- [DATA LISTING]:
//! Integration tests for building and running whole networks
//!
//! These wire graphs through the public factory and drive them from
//! test-side ports, the way an embedding application would.

mod common;

use common::builders::{deliveries, factory_with_trace, fan_out, pose_at, pose_chain, TraceLog};
use common::{assert_float_eq, at, collect, feed, times, values, wait_for};
use std::sync::Arc;
use std::thread;
use trackflow::config::{EdgeMode, GraphConfig, SubgraphConfig};
use trackflow::dataflow::{ComponentFactory, DataflowError, DispatchMode, Network};
use trackflow::measurement::{Pose, Position};

#[test]
fn test_pose_chain_combines_push_and_pull() {
    let network = Network::build(&pose_chain("0 0 5"), &ComponentFactory::with_builtins(), DispatchMode::Inline).unwrap();
    let input = feed::<Pose>(&network, "in", "Input");
    let out = collect::<Pose>(&network, "inv", "BA");
    network.start().unwrap();

    input.send(at(10, pose_at(1.0, 0.0, 0.0)));
    input.send(at(20, pose_at(0.0, 2.0, 0.0)));

    assert_eq!(times(&out), vec![10, 20]);
    let poses = values(&out);
    assert!(poses[0].approx_eq(&pose_at(-1.0, 0.0, -5.0), 1e-9));
    assert!(poses[1].approx_eq(&pose_at(0.0, -2.0, -5.0), 1e-9));
}

#[test]
fn test_static_output_pulled_through_network() {
    let network = Network::build(&pose_chain("0 0 1"), &ComponentFactory::with_builtins(), DispatchMode::Inline).unwrap();
    let offset: trackflow::dataflow::PullSupplier<Pose> = network.port("offset", "AB").unwrap();
    let m = offset.pull(trackflow::Timestamp::from_millis(42)).unwrap();
    assert_eq!(m.time().as_millis(), 42);
    assert!(m.value().unwrap().approx_eq(&pose_at(0.0, 0.0, 1.0), 1e-12));
    assert!(network.component("mul").is_some());
    assert!(network.port::<trackflow::dataflow::PullSupplier<Pose>>("in", "Output").is_err());
}

#[test]
fn test_depths_follow_push_edges() {
    let network = Network::build(&pose_chain("0 0 1"), &ComponentFactory::with_builtins(), DispatchMode::Inline).unwrap();
    assert_eq!(network.len(), 4);
    let depth = |id| network.depth(id).unwrap();
    assert!(depth("in") < depth("mul"));
    assert!(depth("mul") < depth("inv"));
    assert_eq!(network.depth("missing"), None);
}

#[test]
fn test_delivered_after_overrides_insertion_order() {
    let log = TraceLog::default();
    let mut graph = fan_out(&["b", "a"]);
    graph.components[1] = SubgraphConfig::new("b", "PoseTrace")
        .with_input("Input", EdgeMode::Push, "in.Output")
        .delivered_after("a.Input");
    let network = Network::build(&graph, &factory_with_trace(&log), DispatchMode::Inline).unwrap();
    let input = feed::<Pose>(&network, "in", "Input");
    network.start().unwrap();

    input.send(at(1, pose_at(1.0, 0.0, 0.0)));
    input.send(at(2, pose_at(2.0, 0.0, 0.0)));

    assert_eq!(deliveries(&log), vec!["a 1", "b 1", "a 2", "b 2"]);
}

#[test]
fn test_start_consumers_first_and_stop_producers_first() {
    let log = TraceLog::default();
    let mut graph = fan_out(&["a", "b"]);
    graph.components[2] = SubgraphConfig::new("b", "PoseTrace")
        .with_input("Input", EdgeMode::Push, "in.Output")
        .delivered_after("a.Input");
    let network = Network::build(&graph, &factory_with_trace(&log), DispatchMode::Inline).unwrap();

    network.start().unwrap();
    network.start().unwrap();
    assert!(network.is_running());
    network.stop();
    network.stop();
    assert!(!network.is_running());

    assert_eq!(*log.lock(), vec!["start b", "start a", "stop a", "stop b"]);
}

#[test]
fn test_drop_stops_running_network() {
    let log = TraceLog::default();
    let network = Network::build(&fan_out(&["a"]), &factory_with_trace(&log), DispatchMode::Inline).unwrap();
    network.start().unwrap();
    drop(network);
    assert_eq!(*log.lock(), vec!["start a", "stop a"]);
}

#[test]
fn test_worker_dispatch_keeps_per_producer_order() {
    const EVENTS: usize = 200;
    let network = Arc::new(
        Network::build(&fan_out(&[]), &ComponentFactory::with_builtins(), DispatchMode::Worker).unwrap(),
    );
    let out = collect::<Pose>(&network, "in", "Output");
    network.start().unwrap();

    let producers: Vec<_> = (0..2)
        .map(|producer| {
            let input = feed::<Pose>(&network, "in", "Input");
            thread::spawn(move || {
                for seq in 0..EVENTS {
                    input.send(at(seq as u64, pose_at(producer as f64, seq as f64, 0.0)));
                }
            })
        })
        .collect();
    for p in producers {
        p.join().unwrap();
    }

    assert!(wait_for(|| out.lock().len() == 2 * EVENTS));
    for producer in 0..2 {
        let seqs: Vec<f64> = values(&out)
            .iter()
            .filter(|pose| pose.translation.x == producer as f64)
            .map(|pose| pose.translation.y)
            .collect();
        let expected: Vec<f64> = (0..EVENTS).map(|s| s as f64).collect();
        assert_eq!(seqs, expected, "producer {producer} reordered");
    }
}

#[test]
fn test_build_rejects_unknown_class() {
    let graph = GraphConfig::new().with(SubgraphConfig::new("x", "NoSuchComponent"));
    let err = Network::build(&graph, &ComponentFactory::with_builtins(), DispatchMode::Inline).unwrap_err();
    assert!(matches!(err, DataflowError::UnknownComponentType(class) if class == "NoSuchComponent"));
}

#[test]
fn test_build_rejects_unknown_source() {
    let graph = GraphConfig::new().with(
        SubgraphConfig::new("inv", "PoseInversion")
            .with_input("AB", EdgeMode::Push, "ghost.Output")
            .with_output("BA", EdgeMode::Push),
    );
    let err = Network::build(&graph, &ComponentFactory::with_builtins(), DispatchMode::Inline).unwrap_err();
    assert!(matches!(err, DataflowError::UnknownComponent(id) if id == "ghost"));
}

#[test]
fn test_build_rejects_missing_port() {
    let graph = fan_out(&[]).with(
        SubgraphConfig::new("buf", "PoseBuffer")
            .with_input("Input", EdgeMode::Push, "in.Nope")
            .with_output("Output", EdgeMode::Pull),
    );
    let err = Network::build(&graph, &ComponentFactory::with_builtins(), DispatchMode::Inline).unwrap_err();
    assert!(matches!(err, DataflowError::NoSuchPort { port, .. } if port == "Nope"));
}

#[test]
fn test_build_rejects_mode_mismatch() {
    let graph = fan_out(&[]).with(
        SubgraphConfig::new("buf", "PoseBuffer")
            .with_input("Input", EdgeMode::Pull, "in.Output")
            .with_output("Output", EdgeMode::Pull),
    );
    let err = Network::build(&graph, &ComponentFactory::with_builtins(), DispatchMode::Inline).unwrap_err();
    assert!(matches!(err, DataflowError::ModeMismatch { .. }), "got {err}");
}

#[test]
fn test_build_rejects_type_mismatch() {
    let graph = GraphConfig::new()
        .with(
            SubgraphConfig::new("pos", "PositionIdentity")
                .with_open_input("Input", EdgeMode::Push)
                .with_output("Output", EdgeMode::Push),
        )
        .with(
            SubgraphConfig::new("inv", "PoseInversion")
                .with_input("AB", EdgeMode::Push, "pos.Output")
                .with_output("BA", EdgeMode::Push),
        );
    let err = Network::build(&graph, &ComponentFactory::with_builtins(), DispatchMode::Inline).unwrap_err();
    assert!(matches!(err, DataflowError::TypeMismatch { .. }), "got {err}");
}

#[test]
fn test_build_rejects_duplicate_id() {
    let graph = fan_out(&[]).with(SubgraphConfig::new("in", "PoseIdentity"));
    assert!(Network::build(&graph, &ComponentFactory::with_builtins(), DispatchMode::Inline).is_err());
}

const SMOOTHING_GRAPH: &str = r#"
[[component]]
id = "in"
class = "PositionIdentity"

[[component.edge]]
name = "Input"
direction = "input"
mode = "push"

[[component.edge]]
name = "Output"
direction = "output"
mode = "push"

[[component]]
id = "smooth"
class = "ExponentialSmoothingPosition"

[component.attributes]
alpha = 0.5

[[component.edge]]
name = "Input"
direction = "input"
mode = "push"
source = "in.Output"

[[component.edge]]
name = "Output"
direction = "output"
mode = "push"
"#;

#[test]
fn test_graph_loaded_from_toml_file() {
    let dir = tempfile::tempdir().unwrap();
    let path = dir.path().join("smoothing.toml");
    std::fs::write(&path, SMOOTHING_GRAPH).unwrap();

    let graph = GraphConfig::load(&path).unwrap();
    assert_eq!(graph.components.len(), 2);
    let network = Network::build(&graph, &ComponentFactory::with_builtins(), DispatchMode::Inline).unwrap();
    let input = feed::<Position>(&network, "in", "Input");
    let out = collect::<Position>(&network, "smooth", "Output");
    network.start().unwrap();

    input.send(at(1, Position::new(0.0, 0.0, 0.0)));
    input.send(at(2, Position::new(2.0, 0.0, 0.0)));

    let xs: Vec<f64> = values(&out).iter().map(|p| p.x).collect();
    assert_eq!(xs.len(), 2);
    assert_float_eq(xs[0], 0.0, 1e-12);
    assert_float_eq(xs[1], 1.0, 1e-12);
}

#[test]
fn test_graph_save_and_reload() {
    let dir = tempfile::tempdir().unwrap();
    let graph = pose_chain("1 2 3");
    for name in ["chain.toml", "chain.json"] {
        let path = dir.path().join(name);
        graph.save(&path).unwrap();
        assert_eq!(GraphConfig::load(&path).unwrap(), graph);
    }
}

- [TASK REQUIREMENTS]: Copy out the lines above that hold the string "EVENTS".

- [SOLUTION]:
    const EVENTS: usize = 200;
                for seq in 0..EVENTS {
    assert!(wait_for(|| out.lock().len() == 2 * EVENTS));
        let expected: Vec<f64> = (0..EVENTS).map(|s| s as f64).collect();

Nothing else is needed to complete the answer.